#### PROBLEM
Beginning with the first line of the entries below, quote each line until you reach and include the line with "let engine: Arc<dyn".

───── DATA RECORDS

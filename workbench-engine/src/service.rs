//! Workbench engine - main entry point

use crate::classifier::{is_dom_oriented, reconcile, Language};
use crate::config::EngineConfig;
use crate::error::EngineError;
use crate::executor::ScriptExecutor;
use crate::preview::{
    build_interactive_document, DocumentEngine, Html5everEngine, MarkupRenderer, StylePreviewer,
};
use crate::runtime::{ScriptRuntime, V8Runtime};
use crate::state::{SessionId, SessionStore};
use crate::types::{ExecutionRequest, ExecutionResult};
use std::sync::Arc;
use std::time::Instant;
use tracing::Instrument;

/// Unique identifier for one `execute` call, used to correlate log lines
#[derive(Debug, Clone, Copy, PartialEq, Eq, Hash)]
pub struct ExecutionId(uuid::Uuid);

impl ExecutionId {
    pub fn new() -> Self {
        Self(uuid::Uuid::new_v4())
    }
}

impl Default for ExecutionId {
    fn default() -> Self {
        Self::new()
    }
}

impl std::fmt::Display for ExecutionId {
    fn fmt(&self, f: &mut std::fmt::Formatter<'_>) -> std::fmt::Result {
        write!(f, "{}", self.0)
    }
}

/// Classifies snippets and routes them to the script sandbox or a previewer
pub struct WorkbenchEngine {
    config: EngineConfig,
    executor: ScriptExecutor,
    markup: Arc<MarkupRenderer>,
    style: StylePreviewer,
    sessions: SessionStore,
}

impl WorkbenchEngine {
    /// Create an engine backed by the V8 sandbox
    pub fn new(config: EngineConfig) -> Self {
        let runtime = V8Runtime::new(config.sandbox.clone())
            .with_base_url(config.preview.base_url.clone());
        Self::with_runtime(config, runtime)
    }

    /// Create an engine with a custom script runtime
    pub fn with_runtime(config: EngineConfig, runtime: impl ScriptRuntime + 'static) -> Self {
        let engine: Arc<dyn DocumentEngine> =
            Arc::new(Html5everEngine::new().with_base_url(config.preview.base_url.clone()));
        let markup = Arc::new(MarkupRenderer::new(engine.clone(), config.preview.title.clone()));
        let style = StylePreviewer::new(markup.clone(), engine, config.preview.title.clone());

        Self {
            executor: ScriptExecutor::new(Arc::new(runtime), &config.sandbox),
            markup,
            style,
            sessions: SessionStore::new(config.sessions.capacity, config.sessions.idle_ttl),
            config,
        }
    }

    pub fn config(&self) -> &EngineConfig {
        &self.config
    }

    pub fn sessions(&self) -> &SessionStore {
        &self.sessions
    }

    /// Execute or preview one snippet. Never fails: every error is folded
    /// into an unsuccessful [`ExecutionResult`].
    pub async fn execute(&self, request: ExecutionRequest) -> ExecutionResult {
        let id = ExecutionId::new();
        let span = tracing::info_span!(
            "execute",
            execution_id = %id,
            session = %request.session,
            declared = %request.declared_language,
        );

        async {
            let start = Instant::now();
            tracing::info!(
                runtime = self.executor.runtime_name(),
                code_len = request.code.len(),
                "Executing code"
            );

            self.sessions.evict_idle().await;
            let mut result = self.dispatch(&request).await;
            result.duration_ms = start.elapsed().as_millis() as u64;

            tracing::info!(
                success = result.success,
                is_document = result.is_document,
                language = result.language.map(Language::as_str),
                duration_ms = result.duration_ms,
                "Execution finished"
            );
            result
        }
        .instrument(span)
        .await
    }

    /// Shorthand for [`execute`](Self::execute) with a declared language tag
    pub async fn execute_code(
        &self,
        session: &SessionId,
        code: &str,
        language: &str,
    ) -> ExecutionResult {
        self.execute(ExecutionRequest::new(code, language).in_session(session.clone()))
            .await
    }

    /// Forget a session's markup and style state
    pub async fn end_session(&self, session: &SessionId) -> bool {
        self.sessions.end_session(session).await
    }

    async fn dispatch(&self, request: &ExecutionRequest) -> ExecutionResult {
        let max = self.config.sandbox.max_code_bytes;
        if request.code.len() > max {
            let error = EngineError::CodeTooLarge {
                size: request.code.len(),
                max,
            };
            return ExecutionResult::failure(&error, "");
        }

        let resolution = match reconcile(&request.declared_language, &request.code) {
            Ok(resolution) => resolution,
            Err(e) => {
                tracing::warn!(error = %e, "Rejected request");
                return ExecutionResult::failure(&e, "");
            }
        };
        if let Some(warning) = &resolution.warning {
            tracing::warn!(detected = %resolution.detected, "{}", warning);
        }

        let mut result = match resolution.language {
            Language::Script if is_dom_oriented(&request.code) => {
                self.preview_script(&request.code)
            }
            Language::Script => self.run_script(&request.session, &request.code).await,
            Language::Markup => {
                let state = self.sessions.state(&request.session).await;
                let mut state = state.lock().await;
                self.markup.render(&mut state, &request.code)
            }
            Language::Style => {
                let state = self.sessions.state(&request.session).await;
                let mut state = state.lock().await;
                self.style.render(&mut state, &request.code)
            }
        };

        result.language = Some(resolution.language);
        result.warnings.extend(resolution.warning);
        result
    }

    fn preview_script(&self, code: &str) -> ExecutionResult {
        tracing::debug!("DOM-oriented script, synthesizing interactive preview");
        match build_interactive_document(code, &self.config.preview.title) {
            Ok(document) => ExecutionResult::document(
                "Interactive preview generated. Open it in a browser to run the script.",
                document,
            ),
            Err(e) => ExecutionResult::failure(&e, ""),
        }
    }

    async fn run_script(&self, session: &SessionId, code: &str) -> ExecutionResult {
        let result = self.executor.run_script(code).await;

        let state = self.sessions.state(session).await;
        let mut state = state.lock().await;
        state.last_script_output = Some(result.output.clone());
        state.touch();

        result
    }
}

#[cfg(test)]
mod tests {
    use super::*;
    use crate::runtime::SandboxReport;
    use async_trait::async_trait;

    /// Echoes a fixed line; lets routing be tested without V8
    struct EchoRuntime;

    #[async_trait]
    impl ScriptRuntime for EchoRuntime {
        async fn run(&self, _source: &str) -> SandboxReport {
            SandboxReport {
                lines: vec!["ran".to_string()],
                ..SandboxReport::default()
            }
        }

        fn name(&self) -> &str {
            "echo"
        }
    }

    fn engine() -> WorkbenchEngine {
        WorkbenchEngine::with_runtime(EngineConfig::default(), EchoRuntime)
    }

    #[tokio::test]
    async fn test_script_routes_to_sandbox() {
        let engine = engine();
        let session = SessionId::from("s");
        let result = engine
            .execute_code(&session, "const x = 1; console.log(x);", "javascript")
            .await;
        assert!(result.success);
        assert_eq!(result.output, "ran");
        assert_eq!(result.language, Some(Language::Script));

        let state = engine.sessions().snapshot(&session).await.unwrap();
        assert_eq!(state.last_script_output.as_deref(), Some("ran"));
        assert!(!state.markup_mode);
    }

    #[tokio::test]
    async fn test_dom_script_routes_to_preview() {
        let result = engine()
            .execute_code(
                &SessionId::default(),
                "document.getElementById('b').addEventListener('click', go);",
                "js",
            )
            .await;
        assert!(result.success);
        assert!(result.is_document);
        assert!(result
            .document_content
            .unwrap()
            .contains("document.getElementById('b')"));
    }

    #[tokio::test]
    async fn test_unsupported_language_is_redispatched() {
        let result = engine()
            .execute_code(&SessionId::default(), "<div>x</div>", "ruby")
            .await;
        assert!(result.success);
        assert_eq!(result.language, Some(Language::Markup));
        assert_eq!(result.warnings.len(), 1);
    }

    #[tokio::test]
    async fn test_unsupported_pair_fails() {
        let result = engine()
            .execute_code(&SessionId::default(), "def f():\n    print(1)", "python")
            .await;
        assert!(!result.success);
        assert_eq!(
            result.error.as_deref(),
            Some("Unsupported language 'python'. Only JavaScript, HTML and CSS can be executed")
        );
    }

    #[tokio::test]
    async fn test_oversized_code_is_rejected() {
        let mut config = EngineConfig::default();
        config.sandbox.max_code_bytes = 4;
        let engine = WorkbenchEngine::with_runtime(config, EchoRuntime);
        let result = engine.execute(ExecutionRequest::new("<p>long</p>", "html")).await;
        assert!(!result.success);
        assert!(engine.sessions().is_empty().await);
    }
}
//! Ops backing the sandbox host surface
//!
//! Each op borrows the request's [`HostSurface`] out of the isolate's
//! `OpState`. None of them fail: unknown kinds fall back to a default.

use crate::host::{ConsoleLevel, ElementDescriptor, ElementLookup, HostSurface, StorageArea};
use deno_core::{op2, Extension, OpState};

#[op2(fast)]
fn op_workbench_console(state: &mut OpState, #[string] level: String, #[string] text: String) {
    state
        .borrow_mut::<HostSurface>()
        .log(ConsoleLevel::parse(&level), &text);
}

#[op2]
#[serde]
fn op_workbench_resolve(
    state: &mut OpState,
    #[string] kind: String,
    #[string] query: String,
) -> ElementDescriptor {
    state
        .borrow_mut::<HostSurface>()
        .resolve(ElementLookup::parse(&kind, &query))
}

#[op2(fast)]
fn op_workbench_element_listener(
    state: &mut OpState,
    #[string] target: String,
    #[string] event: String,
) {
    state
        .borrow_mut::<HostSurface>()
        .element_listener(&target, &event);
}

#[op2(fast)]
fn op_workbench_window_listener(state: &mut OpState, #[string] event: String) -> bool {
    state.borrow_mut::<HostSurface>().window_listener(&event)
}

#[op2(fast)]
fn op_workbench_alert(state: &mut OpState, #[string] message: String) {
    state.borrow_mut::<HostSurface>().alert(&message);
}

#[op2(fast)]
fn op_workbench_confirm(state: &mut OpState, #[string] message: String) -> bool {
    state.borrow_mut::<HostSurface>().confirm(&message)
}

#[op2]
#[string]
fn op_workbench_prompt(
    state: &mut OpState,
    #[string] message: String,
    #[string] default_value: Option<String>,
) -> Option<String> {
    state
        .borrow_mut::<HostSurface>()
        .prompt(&message, default_value.as_deref())
}

#[op2]
#[string]
fn op_workbench_storage_get(
    state: &mut OpState,
    #[string] area: String,
    #[string] key: String,
) -> Option<String> {
    state
        .borrow_mut::<HostSurface>()
        .storage_get(StorageArea::parse(&area), &key)
}

#[op2(fast)]
fn op_workbench_storage_set(
    state: &mut OpState,
    #[string] area: String,
    #[string] key: String,
    #[string] value: String,
) {
    state
        .borrow_mut::<HostSurface>()
        .storage_set(StorageArea::parse(&area), &key, &value);
}

#[op2(fast)]
fn op_workbench_require(state: &mut OpState, #[string] module: String) {
    tracing::debug!(module = %module, "Simulated require");
    state.borrow_mut::<HostSurface>().require(&module);
}

#[op2(fast)]
fn op_workbench_fetch(state: &mut OpState, #[string] url: String) {
    tracing::debug!(url = %url, "Simulated fetch");
    state.borrow_mut::<HostSurface>().fetch(&url);
}

/// Create the host surface extension
pub fn create_host_extension() -> Extension {
    let ops = vec![
        op_workbench_console(),
        op_workbench_resolve(),
        op_workbench_element_listener(),
        op_workbench_window_listener(),
        op_workbench_alert(),
        op_workbench_confirm(),
        op_workbench_prompt(),
        op_workbench_storage_get(),
        op_workbench_storage_set(),
        op_workbench_require(),
        op_workbench_fetch(),
    ];

    Extension {
        name: "workbench_host",
        ops: std::borrow::Cow::Owned(ops),
        ..Default::default()
    }
}
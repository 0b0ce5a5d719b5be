//! Script execution through the public engine API

use crate::common::{fresh_session, test_engine};
use std::time::{Duration, Instant};

#[tokio::test]
async fn test_console_log_expression() {
    let engine = test_engine();
    let result = engine
        .execute_code(&fresh_session(), "console.log(1+1)", "javascript")
        .await;

    assert!(result.success, "{:?}", result.error);
    assert_eq!(result.output, "2");
    assert!(!result.is_document);
}

#[tokio::test]
async fn test_completion_value_is_reported() {
    let engine = test_engine();
    let result = engine
        .execute_code(&fresh_session(), "const total = [1, 2, 3].reduce((a, b) => a + b, 0);\ntotal * 2", "js")
        .await;

    assert!(result.success);
    assert_eq!(result.output, "Result: 12");
}

#[tokio::test]
async fn test_simulated_import() {
    let engine = test_engine();
    let result = engine
        .execute_code(
            &fresh_session(),
            "import { x } from \"y\"; console.log(typeof x)",
            "javascript",
        )
        .await;

    assert!(result.success, "{:?}", result.error);
    let lines: Vec<&str> = result.output.lines().collect();
    assert!(lines[0].starts_with("[warn] Module syntax detected"));
    assert_eq!(lines[1], "[warn] Simulated import 'x' from 'y'");
    assert_eq!(lines.last(), Some(&"object"));
}

#[tokio::test]
async fn test_throwing_interval_fires_once() {
    let engine = test_engine();
    let result = engine
        .execute_code(
            &fresh_session(),
            "let calls = 0;\nsetInterval(() => { calls += 1; console.log('tick ' + calls); throw new Error('stop'); }, 10);",
            "javascript",
        )
        .await;

    assert!(result.success);
    assert_eq!(
        result.output,
        "tick 1\n[error] Error in setInterval callback: Error: stop (interval cleared)"
    );
}

#[tokio::test]
async fn test_long_timeout_is_clamped() {
    let engine = test_engine();
    let result = engine
        .execute_code(
            &fresh_session(),
            "setTimeout(() => console.log('fired'), 60000);",
            "javascript",
        )
        .await;

    assert!(result.success);
    assert_eq!(result.output, "fired");
}

#[tokio::test]
async fn test_infinite_loop_is_bounded() {
    let engine = test_engine();
    let start = Instant::now();
    let result = engine
        .execute_code(
            &fresh_session(),
            "console.log('spinning');\nwhile (true) {}",
            "javascript",
        )
        .await;

    assert!(!result.success);
    assert_eq!(
        result.error.as_deref(),
        Some("Execution timed out after 1000ms")
    );
    assert_eq!(result.output, "spinning");
    assert!(start.elapsed() < Duration::from_secs(5));
}

#[tokio::test]
async fn test_syntax_error_fails_cleanly() {
    let engine = test_engine();
    let result = engine
        .execute_code(&fresh_session(), "const = ;", "javascript")
        .await;

    assert!(!result.success);
    let error = result.error.unwrap();
    assert!(error.starts_with("SyntaxError"), "{}", error);
}

#[tokio::test]
async fn test_unhandled_rejection_is_reported() {
    let engine = test_engine();
    let result = engine
        .execute_code(
            &fresh_session(),
            "Promise.reject(new Error('nope'));",
            "javascript",
        )
        .await;

    let combined = format!("{} {}", result.output, result.error.unwrap_or_default());
    assert!(combined.contains("nope"), "{}", combined);
}

#[tokio::test]
async fn test_host_surface_is_inert() {
    let engine = test_engine();
    let result = engine
        .execute_code(
            &fresh_session(),
            "alert('hi');\nconsole.log(confirm('sure?'), prompt('name?'), sessionStorage.getItem('k'));\nconsole.log(typeof process, typeof Deno);",
            "javascript",
        )
        .await;

    assert!(result.success, "{:?}", result.error);
    assert_eq!(
        result.output,
        "[alert] hi\nfalse null null\nundefined undefined"
    );
}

──────────

#### ANSWER FOR THE TASK
filename workbench-engine/src/service.rs
//! Workbench engine - main entry point

use crate::classifier::{is_dom_oriented, reconcile, Language};
use crate::config::EngineConfig;
use crate::error::EngineError;
use crate::executor::ScriptExecutor;
use crate::preview::{
    build_interactive_document, DocumentEngine, Html5everEngine, MarkupRenderer, StylePreviewer,
};
use crate::runtime::{ScriptRuntime, V8Runtime};
use crate::state::{SessionId, SessionStore};
use crate::types::{ExecutionRequest, ExecutionResult};
use std::sync::Arc;
use std::time::Instant;
use tracing::Instrument;

/// Unique identifier for one `execute` call, used to correlate log lines
#[derive(Debug, Clone, Copy, PartialEq, Eq, Hash)]
pub struct ExecutionId(uuid::Uuid);

impl ExecutionId {
    pub fn new() -> Self {
        Self(uuid::Uuid::new_v4())
    }
}

impl Default for ExecutionId {
    fn default() -> Self {
        Self::new()
    }
}

impl std::fmt::Display for ExecutionId {
    fn fmt(&self, f: &mut std::fmt::Formatter<'_>) -> std::fmt::Result {
        write!(f, "{}", self.0)
    }
}

/// Classifies snippets and routes them to the script sandbox or a previewer
pub struct WorkbenchEngine {
    config: EngineConfig,
    executor: ScriptExecutor,
    markup: Arc<MarkupRenderer>,
    style: StylePreviewer,
    sessions: SessionStore,
}

impl WorkbenchEngine {
    /// Create an engine backed by the V8 sandbox
    pub fn new(config: EngineConfig) -> Self {
        let runtime = V8Runtime::new(config.sandbox.clone())
            .with_base_url(config.preview.base_url.clone());
        Self::with_runtime(config, runtime)
    }

    /// Create an engine with a custom script runtime
    pub fn with_runtime(config: EngineConfig, runtime: impl ScriptRuntime + 'static) -> Self {
        let engine: Arc<dyn DocumentEngine> =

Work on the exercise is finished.